Jack’s gospel roots have wound their way into his heart and soul in a big way. His father was a Southern Baptist minister who moved the family to Eastern Kentucky during Jack’s formative years.
“I grew up with that gospel thing — that root,” he said. “Dad was Southern Baptist in a dry county.”
The intimate feel of those small Southern churches always stayed with Jack. In fact, before LaSalle Grange came into his life, he harbored the notion of one day transforming a church into a performance hall.
The theater bug bit Jack when he was 18.
“My mom said ‘go see a play,’ so I saw ‘Brigadoon,’ and I said forget football,” he recalled.
He decided to study speech and theater at the University of the Cumberlands in Kentucky. He was drawn to the intimacy of the school’s small theater.
It wasn’t long before he was writing songs that were good enough for someone to tell him, “You need to move to Nashville.” So he did and spent 26 years there, writing songs that were published by big-name music publishing companies such as ATV Music, Sony and BMG.
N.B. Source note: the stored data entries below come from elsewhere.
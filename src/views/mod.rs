pub mod auth;
pub mod calendar;
pub mod strip;
pub mod tables;
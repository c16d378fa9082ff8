use std::collections::BTreeMap;
use std::fmt::Write as _;

use chrono::{Datelike, NaiveDate};

use crate::service::view_state::CalendarEntry;

/// Month view over the calendar projection of the cached events.
#[derive(Debug, Clone, Default)]
pub struct CalendarView {
    by_day: BTreeMap<NaiveDate, Vec<CalendarEntry>>,
    unscheduled: Vec<CalendarEntry>,
}

/// Accepts plain dates and anything with a leading `YYYY-MM-DD`.
pub fn parse_start(start: &str) -> Option<NaiveDate> {
    let day = start.get(..10)?;
    NaiveDate::parse_from_str(day, "%Y-%m-%d").ok()
}

/// Parses `YYYY-MM` into the first day of that month.
pub fn parse_month(month: &str) -> Option<NaiveDate> {
    NaiveDate::parse_from_str(&format!("{}-01", month.trim()), "%Y-%m-%d").ok()
}

impl CalendarView {
    pub fn new(entries: Vec<CalendarEntry>) -> Self {
        let mut view = Self::default();
        for entry in entries {
            match entry.start.as_deref().and_then(parse_start) {
                Some(day) => view.by_day.entry(day).or_default().push(entry),
                None => view.unscheduled.push(entry),
            }
        }
        view
    }

    pub fn find(&self, event_id: i64) -> Option<&CalendarEntry> {
        self.by_day
            .values()
            .flatten()
            .chain(self.unscheduled.iter())
            .find(|entry| entry.id == event_id)
    }

    pub fn on(&self, day: NaiveDate) -> &[CalendarEntry] {
        self.by_day.get(&day).map(Vec::as_slice).unwrap_or(&[])
    }

    pub fn unscheduled(&self) -> &[CalendarEntry] {
        &self.unscheduled
    }

    /// A Sunday-first month grid; days with events are starred, followed by
    /// the agenda for that month.
    pub fn render_month(&self, first: NaiveDate) -> String {
        let first = first.with_day(1).unwrap_or(first);
        let next_month = if first.month() == 12 {
            NaiveDate::from_ymd_opt(first.year() + 1, 1, 1)
        } else {
            NaiveDate::from_ymd_opt(first.year(), first.month() + 1, 1)
        };
        let days_in_month = next_month
            .map(|next| (next - first).num_days())
            .unwrap_or(31);

        let mut out = String::new();
        let _ = writeln!(out, "{}", first.format("%B %Y"));
        let _ = writeln!(out, " Su  Mo  Tu  We  Th  Fr  Sa");
        let offset = first.weekday().num_days_from_sunday() as usize;
        let mut column = 0;
        for _ in 0..offset {
            out.push_str("    ");
            column += 1;
        }
        for day in 1..=days_in_month {
            let date = first + chrono::Duration::days(day - 1);
            let marker = if self.by_day.contains_key(&date) { '*' } else { ' ' };
            let _ = write!(out, "{:>3}{}", day, marker);
            column += 1;
            if column == 7 {
                out.push('\n');
                column = 0;
            }
        }
        if column != 0 {
            out.push('\n');
        }

        let agenda: Vec<_> = self
            .by_day
            .range(first..first + chrono::Duration::days(days_in_month))
            .collect();
        if agenda.is_empty() {
            out.push_str("\nNo events this month\n");
        } else {
            out.push('\n');
            for (day, entries) in agenda {
                for entry in entries {
                    let _ = writeln!(out, "{}  #{} {}", day, entry.id, entry.title);
                }
            }
        }
        out
    }
}
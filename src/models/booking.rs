use serde::{Deserialize, Serialize};

#[derive(Debug, Serialize, Deserialize, Clone, PartialEq, Default)]
pub struct BookingUser {
    #[serde(default)]
    pub id: Option<i64>,
    #[serde(default)]
    pub username: Option<String>,
}

#[derive(Debug, Serialize, Deserialize, Clone, PartialEq, Default)]
pub struct BookingEvent {
    #[serde(default)]
    pub id: Option<i64>,
    #[serde(default)]
    pub title: Option<String>,
}

#[derive(Debug, Serialize, Deserialize, Clone, PartialEq)]
#[serde(rename_all = "camelCase")]
pub struct Booking {
    pub id: i64,
    #[serde(default)]
    pub user: Option<BookingUser>,
    #[serde(default)]
    pub event: Option<BookingEvent>,
    // Older payloads carry the event reference flat.
    #[serde(default)]
    pub event_id: Option<i64>,
    #[serde(default)]
    pub qr_code_path: Option<String>,
}

impl Booking {
    pub fn event_ref(&self) -> Option<i64> {
        self.event
            .as_ref()
            .and_then(|event| event.id)
            .or(self.event_id)
    }

    pub fn user_label(&self) -> String {
        match &self.user {
            Some(user) => match (&user.username, user.id) {
                (Some(name), _) if !name.is_empty() => name.clone(),
                (_, Some(id)) => format!("id:{}", id),
                _ => "id:N/A".to_string(),
            },
            None => "user_id:N/A".to_string(),
        }
    }

    pub fn event_label(&self) -> String {
        match &self.event {
            Some(event) => match (&event.title, event.id) {
                (Some(title), _) if !title.is_empty() => title.clone(),
                (_, Some(id)) => format!("id:{}", id),
                _ => "id:N/A".to_string(),
            },
            None => match self.event_id {
                Some(id) => format!("event_id:{}", id),
                None => "event_id:N/A".to_string(),
            },
        }
    }
}

#[cfg(test)]
mod tests {
    use super::*;

    #[test]
    fn event_ref_falls_back_to_flat_event_id() {
        let nested: Booking =
            serde_json::from_str(r#"{"id":1,"event":{"id":7,"title":"Gala"}}"#).unwrap();
        let flat: Booking = serde_json::from_str(r#"{"id":2,"eventId":9}"#).unwrap();
        let orphan: Booking = serde_json::from_str(r#"{"id":3,"event":{"title":"?"}}"#).unwrap();

        assert_eq!(nested.event_ref(), Some(7));
        assert_eq!(flat.event_ref(), Some(9));
        assert_eq!(orphan.event_ref(), None);
    }

    #[test]
    fn labels_prefer_names_then_ids() {
        let booking: Booking = serde_json::from_str(
            r#"{"id":1,"user":{"id":4},"event":{"id":7,"title":"Gala"},"qrCodePath":"qr/1.png"}"#,
        )
        .unwrap();
        assert_eq!(booking.user_label(), "id:4");
        assert_eq!(booking.event_label(), "Gala");
        assert_eq!(booking.qr_code_path.as_deref(), Some("qr/1.png"));

        let bare: Booking = serde_json::from_str(r#"{"id":2}"#).unwrap();
        assert_eq!(bare.user_label(), "user_id:N/A");
        assert_eq!(bare.event_label(), "event_id:N/A");
    }
}
use base64::Engine;
use base64::alphabet;
use base64::engine::{GeneralPurpose, GeneralPurposeConfig};
use serde_json::Value;

/// Standard alphabet that tolerates non-zero trailing bits in the last symbol.
const PAYLOAD_ENGINE: GeneralPurpose = GeneralPurpose::new(
    &alphabet::STANDARD,
    GeneralPurposeConfig::new().with_decode_allow_trailing_bits(true),
);

const DEFAULT_USERNAME: &str = "user";

#[derive(Debug, Clone, PartialEq, Eq)]
pub struct Identity {
    pub username: String,
    pub is_admin: bool,
}

/// Decodes the payload segment of a JWT without verifying it.
///
/// Only used for display decisions; the server remains the authority.
pub fn decode_jwt(token: &str) -> Option<Value> {
    let part = token.split('.').nth(1)?;
    let padding = (4 - part.len() % 4) % 4;
    let padded = format!("{}{}", part, "=".repeat(padding))
        .replace('-', "+")
        .replace('_', "/");
    let bytes = match PAYLOAD_ENGINE.decode(padded) {
        Ok(bytes) => bytes,
        Err(err) => {
            tracing::warn!("Failed to decode JWT: {}", err);
            return None;
        }
    };
    match serde_json::from_slice(&bytes) {
        Ok(payload) => Some(payload),
        Err(err) => {
            tracing::warn!("Failed to decode JWT: {}", err);
            None
        }
    }
}

pub fn derive_identity(token: Option<&str>) -> Option<Identity> {
    let payload = decode_jwt(token?)?;
    if !is_truthy(&payload) {
        return None;
    }
    let username = claim_text(payload.get("username"))
        .or_else(|| claim_text(payload.get("sub")))
        .unwrap_or_else(|| DEFAULT_USERNAME.to_string());
    Some(Identity {
        username,
        is_admin: has_admin_claim(&payload),
    })
}

/// Any of `role`, `roles[]` or `authorities`/`auth` mentioning ADMIN, case-insensitively.
pub fn has_admin_claim(payload: &Value) -> bool {
    if let Some(role) = payload.get("role").filter(|role| is_truthy(role)) {
        if mentions_admin(&stringify(role)) {
            return true;
        }
    }
    if let Some(Value::Array(roles)) = payload.get("roles") {
        if roles.iter().any(|role| mentions_admin(&stringify(role))) {
            return true;
        }
    }
    let authorities = payload
        .get("authorities")
        .filter(|value| is_truthy(value))
        .or_else(|| payload.get("auth").filter(|value| is_truthy(value)));
    authorities.is_some_and(|value| mentions_admin(&stringify(value)))
}

fn mentions_admin(text: &str) -> bool {
    text.to_uppercase().contains("ADMIN")
}

fn claim_text(value: Option<&Value>) -> Option<String> {
    value.filter(|value| is_truthy(value)).map(stringify)
}

fn stringify(value: &Value) -> String {
    match value {
        Value::String(text) => text.clone(),
        Value::Array(items) => items.iter().map(stringify).collect::<Vec<_>>().join(","),
        Value::Null => String::new(),
        Value::Object(_) => String::new(),
        other => other.to_string(),
    }
}

fn is_truthy(value: &Value) -> bool {
    match value {
        Value::Null => false,
        Value::Bool(flag) => *flag,
        Value::Number(number) => number.as_f64().is_some_and(|n| n != 0.0),
        Value::String(text) => !text.is_empty(),
        Value::Array(_) | Value::Object(_) => true,
    }
}
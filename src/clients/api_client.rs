use std::path::Path;
use std::sync::Arc;

use reqwest::header::{ACCEPT, AUTHORIZATION, CONTENT_TYPE};
use reqwest::multipart::{Form, Part};
use reqwest::{Client, Method, RequestBuilder};
use serde::de::DeserializeOwned;
use serde_json::Value;

use crate::errors::ApiError;
use crate::models::auth::{AuthResponse, LoginRequest, RegisterRequest};
use crate::models::booking::Booking;
use crate::models::event::{Event, EventUpload};
use crate::service::token_store::TokenStore;

pub const DEFAULT_API_BASE: &str = "http://localhost:8083/api";

#[derive(Debug)]
enum Payload {
    Json(Value),
    Text(String),
}

/// HTTP access to the booking backend. Every request carries
/// `Accept: application/json` and, when a session token is stored, a bearer
/// `Authorization` header.
pub struct ApiClient {
    http: Client,
    base: String,
    tokens: Arc<TokenStore>,
}

impl ApiClient {
    pub fn new(base: &str, tokens: Arc<TokenStore>) -> Self {
        Self {
            http: Client::new(),
            base: base.trim_end_matches('/').to_string(),
            tokens,
        }
    }

    fn url(&self, path: &str) -> String {
        if path.starts_with('/') {
            format!("{}{}", self.base, path)
        } else {
            format!("{}/{}", self.base, path)
        }
    }

    fn request(&self, method: Method, path: &str) -> RequestBuilder {
        let url = self.url(path);
        tracing::debug!("{} {}", method, url);
        let builder = self
            .http
            .request(method, url)
            .header(ACCEPT, "application/json");
        match self.tokens.get_token() {
            Some(token) => builder.header(AUTHORIZATION, format!("Bearer {}", token)),
            None => builder,
        }
    }

    async fn send(&self, builder: RequestBuilder) -> Result<Payload, ApiError> {
        let response = builder.send().await?;
        let status = response.status();
        let is_json = response
            .headers()
            .get(CONTENT_TYPE)
            .and_then(|value| value.to_str().ok())
            .is_some_and(|value| value.contains("application/json"));
        let text = response.text().await?;

        if !status.is_success() {
            let reason = status.canonical_reason().unwrap_or("").to_string();
            tracing::debug!("request failed with {}: {}", status, text);
            if status.as_u16() == 401 || status.as_u16() == 403 {
                return Err(ApiError::Auth {
                    status: status.as_u16(),
                    reason,
                    body: text,
                });
            }
            return Err(ApiError::Status {
                status: status.as_u16(),
                reason,
                body: text,
            });
        }

        if is_json && !text.trim().is_empty() {
            Ok(Payload::Json(serde_json::from_str(&text)?))
        } else {
            Ok(Payload::Text(text))
        }
    }

    pub async fn get_events(&self) -> Result<Vec<Event>, ApiError> {
        let payload = self.send(self.request(Method::GET, "/events")).await?;
        into_list(payload)
    }

    pub async fn create_event(&self, upload: &EventUpload) -> Result<Event, ApiError> {
        let mut form = Form::new()
            .text("title", upload.title.clone())
            .text("description", upload.description.clone())
            .text("date", upload.date.clone())
            .text("capacity", upload.capacity.to_string());
        if let Some(image) = &upload.image {
            form = form.part("image", image_part(image).await?);
        }
        let payload = self
            .send(self.request(Method::POST, "/events").multipart(form))
            .await?;
        into_value(payload)
    }

    pub async fn delete_event(&self, event_id: i64) -> Result<(), ApiError> {
        self.send(self.request(Method::DELETE, &format!("/events/{}", event_id)))
            .await?;
        Ok(())
    }

    pub async fn get_bookings(&self) -> Result<Vec<Booking>, ApiError> {
        let payload = self.send(self.request(Method::GET, "/bookings")).await?;
        into_list(payload)
    }

    pub async fn book_event(&self, event_id: i64) -> Result<Option<Booking>, ApiError> {
        let payload = self
            .send(self.request(Method::POST, &format!("/bookings/book/{}", event_id)))
            .await?;
        // The booking itself is informational; a body we cannot read is not a failure.
        Ok(match payload {
            Payload::Json(value) => serde_json::from_value(value).ok(),
            Payload::Text(_) => None,
        })
    }

    pub async fn cancel_booking(&self, booking_id: i64) -> Result<(), ApiError> {
        self.send(self.request(Method::DELETE, &format!("/bookings/{}", booking_id)))
            .await?;
        Ok(())
    }

    pub async fn login(&self, request: &LoginRequest) -> Result<AuthResponse, ApiError> {
        let payload = self
            .send(self.request(Method::POST, "/auth/login").json(request))
            .await?;
        into_value(payload)
    }

    pub async fn register(&self, request: &RegisterRequest) -> Result<AuthResponse, ApiError> {
        let payload = self
            .send(self.request(Method::POST, "/auth/register").json(request))
            .await?;
        match payload {
            Payload::Json(value) => Ok(serde_json::from_value(value)?),
            Payload::Text(text) => Ok(AuthResponse {
                token: None,
                message: Some(text).filter(|text| !text.trim().is_empty()),
            }),
        }
    }

    pub async fn admin_ping(&self) -> Result<String, ApiError> {
        let payload = self.send(self.request(Method::GET, "/admin/ping")).await?;
        Ok(match payload {
            Payload::Json(value) => value
                .get("message")
                .and_then(Value::as_str)
                .map(str::to_string)
                .unwrap_or_else(|| value.to_string()),
            Payload::Text(text) => text,
        })
    }
}

/// Bodies that are not a JSON array, whatever their content type, are treated
/// as an empty list.
fn into_list<T: DeserializeOwned>(payload: Payload) -> Result<Vec<T>, ApiError> {
    let value = match payload {
        Payload::Json(value) => value,
        Payload::Text(text) => match serde_json::from_str(&text) {
            Ok(value) => value,
            Err(_) => return Ok(Vec::new()),
        },
    };
    match value {
        Value::Array(_) => Ok(serde_json::from_value(value)?),
        _ => Ok(Vec::new()),
    }
}

fn into_value<T: DeserializeOwned>(payload: Payload) -> Result<T, ApiError> {
    match payload {
        Payload::Json(value) => Ok(serde_json::from_value(value)?),
        Payload::Text(text) => Ok(serde_json::from_str(&text)?),
    }
}

async fn image_part(path: &Path) -> Result<Part, ApiError> {
    let bytes = tokio::fs::read(path).await?;
    let file_name = path
        .file_name()
        .map(|name| name.to_string_lossy().to_string())
        .unwrap_or_else(|| "image".to_string());
    let part = Part::bytes(bytes)
        .file_name(file_name)
        .mime_str(image_mime(path))?;
    Ok(part)
}

fn image_mime(path: &Path) -> &'static str {
    let extension = path
        .extension()
        .map(|ext| ext.to_string_lossy().to_lowercase())
        .unwrap_or_default();
    match extension.as_str() {
        "png" => "image/png",
        "jpg" | "jpeg" => "image/jpeg",
        "gif" => "image/gif",
        "webp" => "image/webp",
        "svg" => "image/svg+xml",
        _ => "application/octet-stream",
    }
}
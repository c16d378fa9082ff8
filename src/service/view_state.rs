use std::collections::HashMap;

use crate::models::booking::Booking;
use crate::models::event::Event;

pub type BookingCounts = HashMap<i64, u32>;

#[derive(Debug, Clone, PartialEq, Eq)]
pub struct CalendarEntry {
    pub id: i64,
    pub title: String,
    pub start: Option<String>,
}

/// Snapshot of the last successful fetch. Replaced wholesale on every fetch;
/// search only ever reads it.
#[derive(Debug, Clone, Default)]
pub struct ViewState {
    pub events: Vec<Event>,
    pub booking_counts: BookingCounts,
}

impl ViewState {
    pub fn new(events: Vec<Event>, bookings: &[Booking]) -> Self {
        Self {
            events,
            booking_counts: compute_booking_counts(bookings),
        }
    }

    pub fn booked(&self, event_id: i64) -> u32 {
        self.booking_counts.get(&event_id).copied().unwrap_or(0)
    }

    pub fn remaining(&self, event: &Event) -> u32 {
        remaining_capacity(event.capacity(), self.booked(event.id))
    }

    pub fn search(&self, query: &str) -> Vec<Event> {
        filter_events(&self.events, query)
    }

    pub fn calendar_entries(&self) -> Vec<CalendarEntry> {
        calendar_entries(&self.events)
    }
}

pub fn compute_booking_counts(bookings: &[Booking]) -> BookingCounts {
    let mut counts = BookingCounts::new();
    for event_id in bookings.iter().filter_map(Booking::event_ref) {
        *counts.entry(event_id).or_insert(0) += 1;
    }
    counts
}

/// Seats left, floored at zero for over-booked events.
pub fn remaining_capacity(capacity: i64, booked: u32) -> u32 {
    let remaining = capacity.saturating_sub(i64::from(booked)).max(0);
    u32::try_from(remaining).unwrap_or(u32::MAX)
}

pub fn filter_events(events: &[Event], query: &str) -> Vec<Event> {
    let query = query.trim().to_lowercase();
    events
        .iter()
        .filter(|event| {
            query.is_empty()
                || event
                    .title
                    .as_deref()
                    .unwrap_or("")
                    .to_lowercase()
                    .contains(&query)
                || event.date_text().to_lowercase().contains(&query)
        })
        .cloned()
        .collect()
}

pub fn calendar_entries(events: &[Event]) -> Vec<CalendarEntry> {
    events
        .iter()
        .map(|event| CalendarEntry {
            id: event.id,
            title: event.display_title().to_string(),
            start: event.date.clone().filter(|date| !date.is_empty()),
        })
        .collect()
}
use std::sync::Arc;

use eventBooking::clients::api_client::ApiClient;
use eventBooking::errors::ApiError;
use eventBooking::models::auth::{LoginRequest, RegisterRequest};
use eventBooking::models::event::EventUpload;
use eventBooking::service::token_store::{TokenStore, LEGACY_TOKEN_KEY};
use serde_json::json;
use wiremock::matchers::{body_json, header, method, path};
use wiremock::{Mock, MockServer, ResponseTemplate};

async fn client_for(server: &MockServer, tokens: Arc<TokenStore>) -> ApiClient {
    ApiClient::new(&format!("{}/api", server.uri()), tokens)
}

#[tokio::test]
async fn lists_events_with_bearer_from_legacy_key() {
    let server = MockServer::start().await;
    Mock::given(method("GET"))
        .and(path("/api/events"))
        .and(header("Authorization", "Bearer legacy-token"))
        .and(header("Accept", "application/json"))
        .respond_with(ResponseTemplate::new(200).set_body_json(json!([
            {"id": 1, "title": "Summer Fest", "date": "2026-07-01", "capacity": 10,
             "imagePath": "/uploads/events/1.png"}
        ])))
        .expect(1)
        .mount(&server)
        .await;

    let tokens = Arc::new(TokenStore::in_memory());
    tokens.put(LEGACY_TOKEN_KEY, "legacy-token").unwrap();
    let client = client_for(&server, tokens).await;

    let events = client.get_events().await.unwrap();
    assert_eq!(events.len(), 1);
    assert_eq!(events[0].image_path.as_deref(), Some("/uploads/events/1.png"));
}

#[tokio::test]
async fn anonymous_requests_carry_no_authorization() {
    let server = MockServer::start().await;
    Mock::given(method("GET"))
        .and(path("/api/events"))
        .respond_with(ResponseTemplate::new(200).set_body_json(json!({"unexpected": true})))
        .mount(&server)
        .await;

    let client = client_for(&server, Arc::new(TokenStore::in_memory())).await;
    let events = client.get_events().await.unwrap();
    assert!(events.is_empty());

    let requests = server.received_requests().await.unwrap();
    assert!(requests[0].headers.get("authorization").is_none());
}

#[tokio::test]
async fn arrays_served_as_plain_text_still_list() {
    let server = MockServer::start().await;
    Mock::given(method("GET"))
        .and(path("/api/events"))
        .respond_with(
            ResponseTemplate::new(200)
                .insert_header("content-type", "text/plain")
                .set_body_string(r#"[{"id":1,"title":"Summer Fest","capacity":10}]"#),
        )
        .mount(&server)
        .await;

    let client = client_for(&server, Arc::new(TokenStore::in_memory())).await;
    let events = client.get_events().await.unwrap();
    assert_eq!(events.len(), 1);
    assert_eq!(events[0].capacity(), 10);
}

#[tokio::test]
async fn forbidden_bookings_are_auth_errors() {
    let server = MockServer::start().await;
    Mock::given(method("GET"))
        .and(path("/api/bookings"))
        .respond_with(ResponseTemplate::new(403).set_body_string("Access Denied"))
        .mount(&server)
        .await;

    let client = client_for(&server, Arc::new(TokenStore::in_memory())).await;
    let err = client.get_bookings().await.unwrap_err();

    assert!(err.is_auth());
    assert_eq!(err.status(), Some(403));
    assert_eq!(err.to_string(), "Auth error (403). Please login.");
    assert_eq!(err.body_text().as_deref(), Some("Access Denied"));
}

#[tokio::test]
async fn plain_text_errors_keep_raw_body() {
    let server = MockServer::start().await;
    Mock::given(method("DELETE"))
        .and(path("/api/events/5"))
        .respond_with(ResponseTemplate::new(500).set_body_string("database offline"))
        .mount(&server)
        .await;

    let client = client_for(&server, Arc::new(TokenStore::in_memory())).await;
    let err = client.delete_event(5).await.unwrap_err();

    assert!(matches!(err, ApiError::Status { status: 500, .. }));
    assert_eq!(err.server_message(), None);
    assert_eq!(err.describe("Failed to delete"), "database offline");
    assert_eq!(
        err.to_string(),
        "Request failed: 500 Internal Server Error - database offline"
    );
}

#[tokio::test]
async fn json_errors_expose_message() {
    let server = MockServer::start().await;
    Mock::given(method("POST"))
        .and(path("/api/auth/login"))
        .and(body_json(json!({"username": "ana", "password": "nope"})))
        .respond_with(ResponseTemplate::new(401).set_body_json(json!({"message": "Bad credentials"})))
        .mount(&server)
        .await;

    let client = client_for(&server, Arc::new(TokenStore::in_memory())).await;
    let err = client
        .login(&LoginRequest {
            username: "ana".to_string(),
            password: "nope".to_string(),
        })
        .await
        .unwrap_err();

    assert_eq!(err.server_message().as_deref(), Some("Bad credentials"));
}

#[tokio::test]
async fn login_returns_token() {
    let server = MockServer::start().await;
    Mock::given(method("POST"))
        .and(path("/api/auth/login"))
        .respond_with(ResponseTemplate::new(200).set_body_json(json!({"token": "abc.def.ghi"})))
        .mount(&server)
        .await;

    let client = client_for(&server, Arc::new(TokenStore::in_memory())).await;
    let response = client
        .login(&LoginRequest {
            username: "ana".to_string(),
            password: "pw".to_string(),
        })
        .await
        .unwrap();
    assert_eq!(response.token.as_deref(), Some("abc.def.ghi"));
}

#[tokio::test]
async fn register_sends_blank_contacts_as_null() {
    let server = MockServer::start().await;
    Mock::given(method("POST"))
        .and(path("/api/auth/register"))
        .and(body_json(json!({
            "username": "kim", "password": "pw", "mobile": null, "email": "kim@example.test"
        })))
        .respond_with(ResponseTemplate::new(200).set_body_string("User registered"))
        .expect(1)
        .mount(&server)
        .await;

    let client = client_for(&server, Arc::new(TokenStore::in_memory())).await;
    let response = client
        .register(&RegisterRequest {
            username: "kim".to_string(),
            password: "pw".to_string(),
            mobile: None,
            email: Some("kim@example.test".to_string()),
        })
        .await
        .unwrap();
    assert_eq!(response.message.as_deref(), Some("User registered"));
}

#[tokio::test]
async fn book_and_cancel_hit_booking_routes() {
    let server = MockServer::start().await;
    Mock::given(method("POST"))
        .and(path("/api/bookings/book/3"))
        .and(header("Authorization", "Bearer t0k"))
        .respond_with(ResponseTemplate::new(200).set_body_json(json!({
            "id": 21, "event": {"id": 3, "title": "Gala"}, "qrCodePath": "qrcodes/21.png"
        })))
        .expect(1)
        .mount(&server)
        .await;
    Mock::given(method("DELETE"))
        .and(path("/api/bookings/21"))
        .respond_with(ResponseTemplate::new(204))
        .expect(1)
        .mount(&server)
        .await;

    let tokens = Arc::new(TokenStore::in_memory());
    tokens.set_token("t0k").unwrap();
    let client = client_for(&server, tokens).await;

    let booking = client.book_event(3).await.unwrap().unwrap();
    assert_eq!(booking.event_ref(), Some(3));
    client.cancel_booking(21).await.unwrap();
}

#[tokio::test]
async fn create_event_uploads_multipart_with_image() {
    let server = MockServer::start().await;
    Mock::given(method("POST"))
        .and(path("/api/events"))
        .respond_with(ResponseTemplate::new(201).set_body_json(json!({
            "id": 9, "title": "Lantern Night", "date": "2026-09-12", "capacity": 120,
            "imagePath": "/uploads/events/1-poster.png"
        })))
        .expect(1)
        .mount(&server)
        .await;

    let dir = tempfile::tempdir().unwrap();
    let image = dir.path().join("poster.png");
    std::fs::write(&image, b"\x89PNG fake").unwrap();

    let client = client_for(&server, Arc::new(TokenStore::in_memory())).await;
    let created = client
        .create_event(&EventUpload {
            title: "Lantern Night".to_string(),
            description: "Lanterns by the lake".to_string(),
            date: "2026-09-12".to_string(),
            capacity: 120,
            image: Some(image),
        })
        .await
        .unwrap();
    assert_eq!(created.id, 9);

    let requests = server.received_requests().await.unwrap();
    let content_type = requests[0]
        .headers
        .get("content-type")
        .and_then(|value| value.to_str().ok())
        .unwrap_or_default()
        .to_string();
    assert!(content_type.starts_with("multipart/form-data"));
    let body = String::from_utf8_lossy(&requests[0].body).to_string();
    assert!(body.contains("name=\"title\""));
    assert!(body.contains("Lantern Night"));
    assert!(body.contains("name=\"capacity\""));
    assert!(body.contains("filename=\"poster.png\""));
    assert!(body.to_lowercase().contains("content-type: image/png"));
}

#[tokio::test]
async fn admin_ping_reads_message() {
    let server = MockServer::start().await;
    Mock::given(method("GET"))
        .and(path("/api/admin/ping"))
        .respond_with(ResponseTemplate::new(200).set_body_json(json!({"message": "admin ok"})))
        .mount(&server)
        .await;

    let client = client_for(&server, Arc::new(TokenStore::in_memory())).await;
    assert_eq!(client.admin_ping().await.unwrap(), "admin ok");
}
Jack eventually moved to California for a change of pace and started working in construction. That’s where he met and married Catherine, an accountant by trade. Catherine was the Flathead Valley connection. While she was growing up, her family vacationed every summer at Flathead Lake Lodge in Bigfork.
The couple relocated to the Flathead six years ago. At some point during the restoration of LaSalle Grange, they accumulated more building materials and décor than they needed, so the excess has become “The Grange Shop,” displayed in the lower level. It’s an assortment of vintage and antique décor, with jewelry and other personal items worked into the eclectic mix. Jack likes to say the shop offers everything “from lingerie to door knobs.”
The lower level has a green room for performers to use when they’re not on stage, but it’s decked out with gift items as well.
Right now the gift shop is open from 10 a.m. to 6 p.m. Saturday and Sunday, or if the “open” sign is posted outside.